** Exercise brief **
Could you show each line of the records that contains the word "SymphoniaDecoder"?

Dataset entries
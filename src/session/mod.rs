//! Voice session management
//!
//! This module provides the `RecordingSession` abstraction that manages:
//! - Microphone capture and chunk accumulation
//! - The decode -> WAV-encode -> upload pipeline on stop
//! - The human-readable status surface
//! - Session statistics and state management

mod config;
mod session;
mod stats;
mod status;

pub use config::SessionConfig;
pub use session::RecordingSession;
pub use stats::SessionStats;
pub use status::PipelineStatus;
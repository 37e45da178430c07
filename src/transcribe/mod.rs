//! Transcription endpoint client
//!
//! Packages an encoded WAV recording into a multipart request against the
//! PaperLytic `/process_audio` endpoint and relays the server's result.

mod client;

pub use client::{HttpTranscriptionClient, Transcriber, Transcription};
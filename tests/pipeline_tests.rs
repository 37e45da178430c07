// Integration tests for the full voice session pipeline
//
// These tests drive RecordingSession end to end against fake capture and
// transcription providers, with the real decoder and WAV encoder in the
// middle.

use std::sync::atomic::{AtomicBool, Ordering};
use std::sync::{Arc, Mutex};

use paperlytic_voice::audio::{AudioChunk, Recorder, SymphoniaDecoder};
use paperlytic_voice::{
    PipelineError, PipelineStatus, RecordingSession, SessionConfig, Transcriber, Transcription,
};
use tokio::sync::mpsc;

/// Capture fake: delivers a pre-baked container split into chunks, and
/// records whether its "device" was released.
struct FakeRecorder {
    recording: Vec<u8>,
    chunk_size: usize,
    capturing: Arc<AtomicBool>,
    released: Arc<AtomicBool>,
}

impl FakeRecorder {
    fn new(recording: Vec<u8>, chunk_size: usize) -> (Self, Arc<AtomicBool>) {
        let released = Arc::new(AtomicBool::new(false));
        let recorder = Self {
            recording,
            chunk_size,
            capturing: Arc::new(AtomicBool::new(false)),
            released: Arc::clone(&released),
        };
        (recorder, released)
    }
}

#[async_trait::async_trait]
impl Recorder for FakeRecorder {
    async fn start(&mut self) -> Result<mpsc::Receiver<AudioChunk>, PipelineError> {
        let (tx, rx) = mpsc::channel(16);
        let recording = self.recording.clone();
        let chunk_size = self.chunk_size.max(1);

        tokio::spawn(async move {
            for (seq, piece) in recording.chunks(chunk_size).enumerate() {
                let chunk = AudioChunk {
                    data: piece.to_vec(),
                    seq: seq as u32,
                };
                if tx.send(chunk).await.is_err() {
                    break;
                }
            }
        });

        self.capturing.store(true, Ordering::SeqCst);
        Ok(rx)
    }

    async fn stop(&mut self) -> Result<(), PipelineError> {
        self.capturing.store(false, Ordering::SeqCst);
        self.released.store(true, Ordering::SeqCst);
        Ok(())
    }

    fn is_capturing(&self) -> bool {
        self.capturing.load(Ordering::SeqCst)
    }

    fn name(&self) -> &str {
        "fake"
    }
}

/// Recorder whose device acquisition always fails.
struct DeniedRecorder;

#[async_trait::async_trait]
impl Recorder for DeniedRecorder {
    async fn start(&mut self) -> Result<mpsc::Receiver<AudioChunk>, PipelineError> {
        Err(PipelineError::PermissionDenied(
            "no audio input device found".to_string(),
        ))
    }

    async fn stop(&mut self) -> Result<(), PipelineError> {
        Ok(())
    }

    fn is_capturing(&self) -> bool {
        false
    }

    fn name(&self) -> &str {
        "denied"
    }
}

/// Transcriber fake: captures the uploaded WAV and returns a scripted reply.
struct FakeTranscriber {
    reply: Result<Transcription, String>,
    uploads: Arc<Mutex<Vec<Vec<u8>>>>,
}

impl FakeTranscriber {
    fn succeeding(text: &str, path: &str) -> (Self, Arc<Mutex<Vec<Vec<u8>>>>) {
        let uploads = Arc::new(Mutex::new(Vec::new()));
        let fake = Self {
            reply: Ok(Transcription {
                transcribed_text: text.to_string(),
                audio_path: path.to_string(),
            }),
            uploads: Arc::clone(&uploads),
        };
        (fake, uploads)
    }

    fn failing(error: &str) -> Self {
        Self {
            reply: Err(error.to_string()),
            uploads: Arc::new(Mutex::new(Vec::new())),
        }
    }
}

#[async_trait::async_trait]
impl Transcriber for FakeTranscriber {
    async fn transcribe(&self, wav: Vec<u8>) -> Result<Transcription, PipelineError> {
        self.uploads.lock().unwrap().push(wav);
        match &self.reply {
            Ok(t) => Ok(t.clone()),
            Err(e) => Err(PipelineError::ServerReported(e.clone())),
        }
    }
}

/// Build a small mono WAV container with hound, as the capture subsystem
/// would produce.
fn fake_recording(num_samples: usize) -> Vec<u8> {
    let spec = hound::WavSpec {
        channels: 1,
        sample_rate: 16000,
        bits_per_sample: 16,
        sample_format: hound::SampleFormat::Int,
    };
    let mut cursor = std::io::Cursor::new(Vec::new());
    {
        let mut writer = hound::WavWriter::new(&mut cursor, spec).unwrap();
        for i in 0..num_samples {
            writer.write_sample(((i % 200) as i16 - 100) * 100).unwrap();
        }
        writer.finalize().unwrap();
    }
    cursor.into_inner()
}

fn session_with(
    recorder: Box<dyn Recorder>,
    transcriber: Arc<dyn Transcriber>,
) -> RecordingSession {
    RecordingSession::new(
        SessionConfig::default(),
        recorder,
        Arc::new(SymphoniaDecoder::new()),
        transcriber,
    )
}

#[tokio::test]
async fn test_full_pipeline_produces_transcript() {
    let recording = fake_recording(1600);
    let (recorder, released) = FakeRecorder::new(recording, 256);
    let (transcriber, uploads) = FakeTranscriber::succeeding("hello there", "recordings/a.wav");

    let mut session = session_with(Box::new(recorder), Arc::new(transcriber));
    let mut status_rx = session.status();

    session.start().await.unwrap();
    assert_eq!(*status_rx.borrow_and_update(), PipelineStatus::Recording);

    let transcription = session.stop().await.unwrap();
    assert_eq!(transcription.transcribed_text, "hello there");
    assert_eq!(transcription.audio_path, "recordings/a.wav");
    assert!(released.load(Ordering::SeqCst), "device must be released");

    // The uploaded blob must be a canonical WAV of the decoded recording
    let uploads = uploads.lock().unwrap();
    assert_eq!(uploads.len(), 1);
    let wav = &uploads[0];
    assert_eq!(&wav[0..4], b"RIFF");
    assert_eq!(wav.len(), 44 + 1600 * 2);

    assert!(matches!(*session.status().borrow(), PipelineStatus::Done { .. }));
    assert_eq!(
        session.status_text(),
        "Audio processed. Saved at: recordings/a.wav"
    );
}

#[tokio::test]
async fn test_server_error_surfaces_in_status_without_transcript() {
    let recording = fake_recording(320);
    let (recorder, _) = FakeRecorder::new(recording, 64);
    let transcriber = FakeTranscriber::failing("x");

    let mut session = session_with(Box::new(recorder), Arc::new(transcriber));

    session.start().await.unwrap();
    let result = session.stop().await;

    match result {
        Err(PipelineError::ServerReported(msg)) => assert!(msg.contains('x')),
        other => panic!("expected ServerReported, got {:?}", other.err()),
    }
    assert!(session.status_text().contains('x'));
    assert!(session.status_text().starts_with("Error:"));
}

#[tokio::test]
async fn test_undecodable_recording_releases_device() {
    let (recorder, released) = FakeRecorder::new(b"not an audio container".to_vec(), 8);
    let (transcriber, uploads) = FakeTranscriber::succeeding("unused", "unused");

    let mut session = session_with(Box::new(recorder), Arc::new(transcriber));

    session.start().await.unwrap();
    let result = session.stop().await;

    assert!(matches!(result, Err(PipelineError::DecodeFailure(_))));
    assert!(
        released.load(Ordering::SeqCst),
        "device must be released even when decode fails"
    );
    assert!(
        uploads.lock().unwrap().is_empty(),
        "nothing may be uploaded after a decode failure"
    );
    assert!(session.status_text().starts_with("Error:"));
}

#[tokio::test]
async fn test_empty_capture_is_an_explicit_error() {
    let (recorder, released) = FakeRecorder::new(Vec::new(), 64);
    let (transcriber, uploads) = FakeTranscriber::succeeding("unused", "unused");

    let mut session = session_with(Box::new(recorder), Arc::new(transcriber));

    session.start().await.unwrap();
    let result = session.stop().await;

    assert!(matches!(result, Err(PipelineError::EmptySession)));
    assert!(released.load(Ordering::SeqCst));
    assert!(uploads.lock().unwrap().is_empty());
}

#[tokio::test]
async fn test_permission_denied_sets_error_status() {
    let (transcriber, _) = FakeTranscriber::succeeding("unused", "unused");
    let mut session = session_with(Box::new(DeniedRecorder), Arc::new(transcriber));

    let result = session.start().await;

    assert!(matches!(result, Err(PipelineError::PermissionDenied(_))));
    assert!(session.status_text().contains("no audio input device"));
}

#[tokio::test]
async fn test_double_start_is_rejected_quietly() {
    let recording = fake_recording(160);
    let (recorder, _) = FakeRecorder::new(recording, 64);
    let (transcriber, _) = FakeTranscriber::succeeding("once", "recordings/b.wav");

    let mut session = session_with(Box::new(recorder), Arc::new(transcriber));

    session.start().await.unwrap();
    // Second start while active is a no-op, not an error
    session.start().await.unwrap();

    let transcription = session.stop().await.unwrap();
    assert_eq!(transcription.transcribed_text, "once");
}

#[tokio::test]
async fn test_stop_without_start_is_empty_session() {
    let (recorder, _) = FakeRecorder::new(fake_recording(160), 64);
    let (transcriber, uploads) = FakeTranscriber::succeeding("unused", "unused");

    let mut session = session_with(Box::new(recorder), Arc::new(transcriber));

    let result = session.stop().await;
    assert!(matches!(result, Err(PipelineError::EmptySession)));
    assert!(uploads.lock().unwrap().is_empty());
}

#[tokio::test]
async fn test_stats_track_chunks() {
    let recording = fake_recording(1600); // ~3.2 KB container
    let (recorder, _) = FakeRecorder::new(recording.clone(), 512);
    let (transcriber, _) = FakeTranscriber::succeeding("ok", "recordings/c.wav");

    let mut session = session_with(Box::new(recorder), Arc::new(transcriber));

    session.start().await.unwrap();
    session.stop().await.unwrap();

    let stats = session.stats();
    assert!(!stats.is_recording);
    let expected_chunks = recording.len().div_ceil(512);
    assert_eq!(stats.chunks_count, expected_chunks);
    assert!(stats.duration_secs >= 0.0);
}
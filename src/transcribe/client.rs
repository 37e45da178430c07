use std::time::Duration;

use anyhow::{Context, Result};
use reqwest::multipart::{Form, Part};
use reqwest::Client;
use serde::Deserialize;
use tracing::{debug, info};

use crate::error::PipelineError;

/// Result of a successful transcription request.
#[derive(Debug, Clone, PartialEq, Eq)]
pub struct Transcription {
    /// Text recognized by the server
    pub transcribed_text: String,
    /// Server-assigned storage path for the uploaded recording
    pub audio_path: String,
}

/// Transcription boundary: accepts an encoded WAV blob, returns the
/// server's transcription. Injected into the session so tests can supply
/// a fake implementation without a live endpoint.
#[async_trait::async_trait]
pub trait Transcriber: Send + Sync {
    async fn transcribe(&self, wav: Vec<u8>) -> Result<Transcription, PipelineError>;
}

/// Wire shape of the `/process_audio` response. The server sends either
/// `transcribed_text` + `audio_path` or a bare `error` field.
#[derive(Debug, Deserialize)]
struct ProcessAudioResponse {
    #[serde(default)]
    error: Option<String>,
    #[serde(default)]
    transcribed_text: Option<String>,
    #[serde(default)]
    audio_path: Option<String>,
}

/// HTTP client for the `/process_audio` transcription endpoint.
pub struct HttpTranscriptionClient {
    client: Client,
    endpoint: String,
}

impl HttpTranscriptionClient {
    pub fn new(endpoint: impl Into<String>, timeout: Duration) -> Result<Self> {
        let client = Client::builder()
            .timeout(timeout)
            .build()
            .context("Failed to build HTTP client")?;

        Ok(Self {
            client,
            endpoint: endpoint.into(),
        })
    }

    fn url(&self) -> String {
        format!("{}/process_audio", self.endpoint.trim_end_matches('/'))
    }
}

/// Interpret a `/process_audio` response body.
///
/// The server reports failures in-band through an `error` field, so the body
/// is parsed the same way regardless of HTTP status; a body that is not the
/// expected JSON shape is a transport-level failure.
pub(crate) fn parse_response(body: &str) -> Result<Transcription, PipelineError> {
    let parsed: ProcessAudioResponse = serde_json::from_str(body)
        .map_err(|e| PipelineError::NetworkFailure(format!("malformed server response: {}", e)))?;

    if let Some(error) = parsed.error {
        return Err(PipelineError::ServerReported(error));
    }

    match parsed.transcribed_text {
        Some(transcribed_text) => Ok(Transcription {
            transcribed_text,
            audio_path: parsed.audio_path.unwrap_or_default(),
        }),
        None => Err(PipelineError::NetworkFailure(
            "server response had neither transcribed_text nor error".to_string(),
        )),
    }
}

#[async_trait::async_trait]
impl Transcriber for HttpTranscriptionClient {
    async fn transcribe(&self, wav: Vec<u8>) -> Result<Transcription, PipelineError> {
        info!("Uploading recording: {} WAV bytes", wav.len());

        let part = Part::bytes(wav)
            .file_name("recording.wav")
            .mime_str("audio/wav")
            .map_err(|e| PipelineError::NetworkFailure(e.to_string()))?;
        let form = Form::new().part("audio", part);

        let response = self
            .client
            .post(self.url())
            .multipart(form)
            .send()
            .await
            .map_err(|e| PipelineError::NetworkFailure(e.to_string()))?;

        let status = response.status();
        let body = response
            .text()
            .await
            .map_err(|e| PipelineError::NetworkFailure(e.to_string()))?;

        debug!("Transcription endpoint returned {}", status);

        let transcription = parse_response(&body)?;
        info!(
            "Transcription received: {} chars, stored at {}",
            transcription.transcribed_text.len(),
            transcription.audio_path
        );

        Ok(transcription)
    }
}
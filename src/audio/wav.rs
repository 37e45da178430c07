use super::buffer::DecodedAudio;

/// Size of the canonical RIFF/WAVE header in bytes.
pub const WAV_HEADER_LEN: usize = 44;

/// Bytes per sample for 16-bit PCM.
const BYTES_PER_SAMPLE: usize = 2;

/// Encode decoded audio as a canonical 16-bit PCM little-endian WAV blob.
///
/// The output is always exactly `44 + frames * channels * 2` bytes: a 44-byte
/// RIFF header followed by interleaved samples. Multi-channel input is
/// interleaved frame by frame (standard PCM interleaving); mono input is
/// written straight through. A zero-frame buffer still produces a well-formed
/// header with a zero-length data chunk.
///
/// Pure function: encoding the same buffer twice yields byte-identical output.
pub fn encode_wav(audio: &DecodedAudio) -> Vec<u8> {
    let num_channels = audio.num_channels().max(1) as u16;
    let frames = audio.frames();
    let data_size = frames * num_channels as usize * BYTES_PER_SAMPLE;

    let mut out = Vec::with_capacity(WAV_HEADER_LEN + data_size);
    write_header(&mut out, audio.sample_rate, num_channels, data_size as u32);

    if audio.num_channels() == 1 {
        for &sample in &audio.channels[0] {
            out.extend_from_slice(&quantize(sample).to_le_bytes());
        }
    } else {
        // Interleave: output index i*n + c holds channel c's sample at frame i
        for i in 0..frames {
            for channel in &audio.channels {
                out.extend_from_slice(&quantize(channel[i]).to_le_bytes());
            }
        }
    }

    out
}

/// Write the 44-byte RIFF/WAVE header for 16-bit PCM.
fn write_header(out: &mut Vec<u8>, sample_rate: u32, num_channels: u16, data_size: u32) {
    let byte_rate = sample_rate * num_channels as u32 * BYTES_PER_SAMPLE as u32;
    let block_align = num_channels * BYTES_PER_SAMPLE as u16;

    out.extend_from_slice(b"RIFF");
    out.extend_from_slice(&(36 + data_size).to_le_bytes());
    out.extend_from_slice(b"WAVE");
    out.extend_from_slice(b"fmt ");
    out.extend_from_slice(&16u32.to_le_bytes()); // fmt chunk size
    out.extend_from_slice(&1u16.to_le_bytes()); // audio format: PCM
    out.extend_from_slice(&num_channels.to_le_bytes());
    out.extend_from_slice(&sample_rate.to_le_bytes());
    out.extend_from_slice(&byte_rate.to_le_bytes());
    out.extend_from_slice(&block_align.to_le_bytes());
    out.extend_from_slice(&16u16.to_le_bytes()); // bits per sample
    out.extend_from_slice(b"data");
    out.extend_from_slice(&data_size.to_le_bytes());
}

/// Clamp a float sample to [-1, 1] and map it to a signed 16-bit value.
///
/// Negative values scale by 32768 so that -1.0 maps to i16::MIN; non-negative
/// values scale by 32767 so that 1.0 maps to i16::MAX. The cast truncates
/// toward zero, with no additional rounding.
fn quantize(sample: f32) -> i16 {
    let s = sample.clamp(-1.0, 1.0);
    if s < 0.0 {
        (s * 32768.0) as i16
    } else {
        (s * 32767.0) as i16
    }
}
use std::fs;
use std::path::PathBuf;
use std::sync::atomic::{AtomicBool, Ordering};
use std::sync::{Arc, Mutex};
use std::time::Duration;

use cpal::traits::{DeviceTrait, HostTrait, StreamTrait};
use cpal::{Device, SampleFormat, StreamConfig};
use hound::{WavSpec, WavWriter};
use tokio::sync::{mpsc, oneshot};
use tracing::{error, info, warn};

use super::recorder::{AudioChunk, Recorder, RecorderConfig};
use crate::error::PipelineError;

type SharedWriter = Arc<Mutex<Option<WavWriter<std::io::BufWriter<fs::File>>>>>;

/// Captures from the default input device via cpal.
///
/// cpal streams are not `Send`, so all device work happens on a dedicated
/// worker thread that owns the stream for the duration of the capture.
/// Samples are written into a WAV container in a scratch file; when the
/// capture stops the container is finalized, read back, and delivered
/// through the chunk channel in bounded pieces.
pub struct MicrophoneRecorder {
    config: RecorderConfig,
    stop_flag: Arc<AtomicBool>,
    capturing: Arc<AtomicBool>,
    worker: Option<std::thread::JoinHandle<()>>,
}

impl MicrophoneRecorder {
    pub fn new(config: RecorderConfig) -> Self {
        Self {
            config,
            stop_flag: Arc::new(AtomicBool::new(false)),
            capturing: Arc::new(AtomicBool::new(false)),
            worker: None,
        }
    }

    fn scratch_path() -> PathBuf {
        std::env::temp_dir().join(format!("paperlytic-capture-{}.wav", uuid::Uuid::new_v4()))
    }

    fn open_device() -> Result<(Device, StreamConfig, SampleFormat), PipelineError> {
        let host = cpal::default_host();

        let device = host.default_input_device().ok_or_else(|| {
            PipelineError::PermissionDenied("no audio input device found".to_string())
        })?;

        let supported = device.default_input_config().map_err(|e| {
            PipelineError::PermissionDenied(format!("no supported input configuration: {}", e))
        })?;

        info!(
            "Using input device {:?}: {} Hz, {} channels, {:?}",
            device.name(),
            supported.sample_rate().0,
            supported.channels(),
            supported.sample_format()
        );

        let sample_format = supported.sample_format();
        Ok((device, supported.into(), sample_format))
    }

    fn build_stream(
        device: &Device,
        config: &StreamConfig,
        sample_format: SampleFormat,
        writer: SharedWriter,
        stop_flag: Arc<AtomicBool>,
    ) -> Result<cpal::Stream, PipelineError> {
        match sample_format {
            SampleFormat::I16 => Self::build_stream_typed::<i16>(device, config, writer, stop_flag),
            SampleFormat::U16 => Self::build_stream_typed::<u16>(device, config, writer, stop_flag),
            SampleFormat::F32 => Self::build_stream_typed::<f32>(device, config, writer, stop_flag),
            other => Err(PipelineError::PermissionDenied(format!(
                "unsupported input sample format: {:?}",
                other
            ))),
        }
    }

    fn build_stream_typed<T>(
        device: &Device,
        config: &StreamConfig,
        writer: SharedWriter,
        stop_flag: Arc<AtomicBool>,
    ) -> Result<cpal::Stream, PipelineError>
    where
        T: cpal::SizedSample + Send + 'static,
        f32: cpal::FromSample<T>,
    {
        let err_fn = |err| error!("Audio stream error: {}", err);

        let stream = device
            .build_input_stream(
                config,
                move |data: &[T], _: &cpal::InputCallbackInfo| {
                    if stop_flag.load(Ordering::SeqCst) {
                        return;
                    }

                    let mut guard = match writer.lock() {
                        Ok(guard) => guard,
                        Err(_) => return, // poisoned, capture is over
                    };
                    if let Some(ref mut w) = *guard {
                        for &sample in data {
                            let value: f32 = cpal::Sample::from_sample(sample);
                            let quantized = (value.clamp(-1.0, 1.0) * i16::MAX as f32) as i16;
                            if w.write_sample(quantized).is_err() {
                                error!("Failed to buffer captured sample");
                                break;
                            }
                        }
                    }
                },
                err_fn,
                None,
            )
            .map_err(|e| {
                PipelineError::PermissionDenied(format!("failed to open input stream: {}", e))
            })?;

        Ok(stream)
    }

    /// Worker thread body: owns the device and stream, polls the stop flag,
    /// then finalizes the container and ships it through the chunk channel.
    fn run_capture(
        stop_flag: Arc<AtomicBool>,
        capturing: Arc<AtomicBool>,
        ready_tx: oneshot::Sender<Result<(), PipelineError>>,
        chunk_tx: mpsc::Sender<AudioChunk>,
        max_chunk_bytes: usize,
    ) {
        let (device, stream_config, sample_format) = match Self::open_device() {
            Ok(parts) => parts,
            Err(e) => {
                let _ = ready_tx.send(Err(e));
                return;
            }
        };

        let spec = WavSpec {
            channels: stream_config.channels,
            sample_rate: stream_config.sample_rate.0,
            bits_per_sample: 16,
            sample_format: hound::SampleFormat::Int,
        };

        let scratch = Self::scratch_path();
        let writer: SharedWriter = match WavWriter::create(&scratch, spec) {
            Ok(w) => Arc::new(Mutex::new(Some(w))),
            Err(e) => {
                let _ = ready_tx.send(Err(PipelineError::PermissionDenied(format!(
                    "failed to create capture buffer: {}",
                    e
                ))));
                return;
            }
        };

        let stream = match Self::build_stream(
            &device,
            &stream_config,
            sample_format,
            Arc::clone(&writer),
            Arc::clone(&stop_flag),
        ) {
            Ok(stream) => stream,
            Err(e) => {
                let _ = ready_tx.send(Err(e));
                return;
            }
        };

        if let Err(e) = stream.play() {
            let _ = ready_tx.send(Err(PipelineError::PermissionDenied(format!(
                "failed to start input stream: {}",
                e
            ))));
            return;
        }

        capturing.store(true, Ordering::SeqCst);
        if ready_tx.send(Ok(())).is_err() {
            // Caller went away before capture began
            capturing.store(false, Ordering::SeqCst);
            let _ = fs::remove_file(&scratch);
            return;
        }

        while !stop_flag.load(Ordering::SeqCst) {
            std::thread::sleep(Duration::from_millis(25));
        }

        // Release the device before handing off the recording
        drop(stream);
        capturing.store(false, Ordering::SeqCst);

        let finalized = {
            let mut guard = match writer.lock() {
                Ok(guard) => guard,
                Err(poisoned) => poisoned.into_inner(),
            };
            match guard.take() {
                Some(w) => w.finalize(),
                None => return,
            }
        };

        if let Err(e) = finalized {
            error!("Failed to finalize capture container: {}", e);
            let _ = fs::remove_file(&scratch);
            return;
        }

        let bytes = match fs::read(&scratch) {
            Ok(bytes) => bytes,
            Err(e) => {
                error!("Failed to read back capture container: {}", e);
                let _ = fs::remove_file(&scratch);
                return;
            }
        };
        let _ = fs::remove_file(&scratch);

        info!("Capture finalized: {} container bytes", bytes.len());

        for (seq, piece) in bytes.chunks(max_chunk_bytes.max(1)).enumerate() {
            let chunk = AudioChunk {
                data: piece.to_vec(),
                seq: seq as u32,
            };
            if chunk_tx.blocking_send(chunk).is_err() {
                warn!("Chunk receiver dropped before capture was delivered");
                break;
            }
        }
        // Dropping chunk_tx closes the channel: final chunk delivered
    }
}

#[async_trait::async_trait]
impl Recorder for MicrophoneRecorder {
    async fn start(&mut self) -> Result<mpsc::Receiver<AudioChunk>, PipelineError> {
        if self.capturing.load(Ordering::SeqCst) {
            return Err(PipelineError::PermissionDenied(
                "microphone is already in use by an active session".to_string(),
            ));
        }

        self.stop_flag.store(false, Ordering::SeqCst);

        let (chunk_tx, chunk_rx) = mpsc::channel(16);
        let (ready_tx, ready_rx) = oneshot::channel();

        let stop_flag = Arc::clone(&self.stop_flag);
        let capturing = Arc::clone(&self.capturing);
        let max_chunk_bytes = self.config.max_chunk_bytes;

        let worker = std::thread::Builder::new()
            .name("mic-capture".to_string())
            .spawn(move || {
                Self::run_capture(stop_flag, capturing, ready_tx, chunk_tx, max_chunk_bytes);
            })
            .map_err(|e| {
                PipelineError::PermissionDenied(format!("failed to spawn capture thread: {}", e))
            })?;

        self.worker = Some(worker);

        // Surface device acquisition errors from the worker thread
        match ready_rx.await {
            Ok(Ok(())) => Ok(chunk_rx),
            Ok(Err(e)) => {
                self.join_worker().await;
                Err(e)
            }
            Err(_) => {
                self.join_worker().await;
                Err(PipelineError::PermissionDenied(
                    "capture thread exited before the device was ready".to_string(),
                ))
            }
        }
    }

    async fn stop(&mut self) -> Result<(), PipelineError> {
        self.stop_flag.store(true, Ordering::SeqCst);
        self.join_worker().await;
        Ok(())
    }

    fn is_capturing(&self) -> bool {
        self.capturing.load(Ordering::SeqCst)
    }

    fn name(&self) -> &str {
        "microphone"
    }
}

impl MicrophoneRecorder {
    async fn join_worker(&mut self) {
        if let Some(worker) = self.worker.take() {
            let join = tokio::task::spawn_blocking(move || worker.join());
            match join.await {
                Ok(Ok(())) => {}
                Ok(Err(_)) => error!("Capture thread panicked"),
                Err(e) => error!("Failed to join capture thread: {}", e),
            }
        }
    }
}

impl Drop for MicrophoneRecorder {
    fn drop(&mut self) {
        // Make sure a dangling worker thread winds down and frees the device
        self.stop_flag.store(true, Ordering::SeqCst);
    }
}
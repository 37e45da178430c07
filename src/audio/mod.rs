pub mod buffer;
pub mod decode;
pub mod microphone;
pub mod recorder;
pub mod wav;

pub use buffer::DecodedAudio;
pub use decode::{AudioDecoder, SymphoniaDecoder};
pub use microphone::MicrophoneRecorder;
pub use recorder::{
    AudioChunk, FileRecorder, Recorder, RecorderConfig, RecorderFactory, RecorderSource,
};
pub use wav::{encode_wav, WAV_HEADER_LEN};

** Result **
use paperlytic_voice::audio::{AudioChunk, Recorder, SymphoniaDecoder};
        Arc::new(SymphoniaDecoder::new()),
pub use decode::{AudioDecoder, SymphoniaDecoder};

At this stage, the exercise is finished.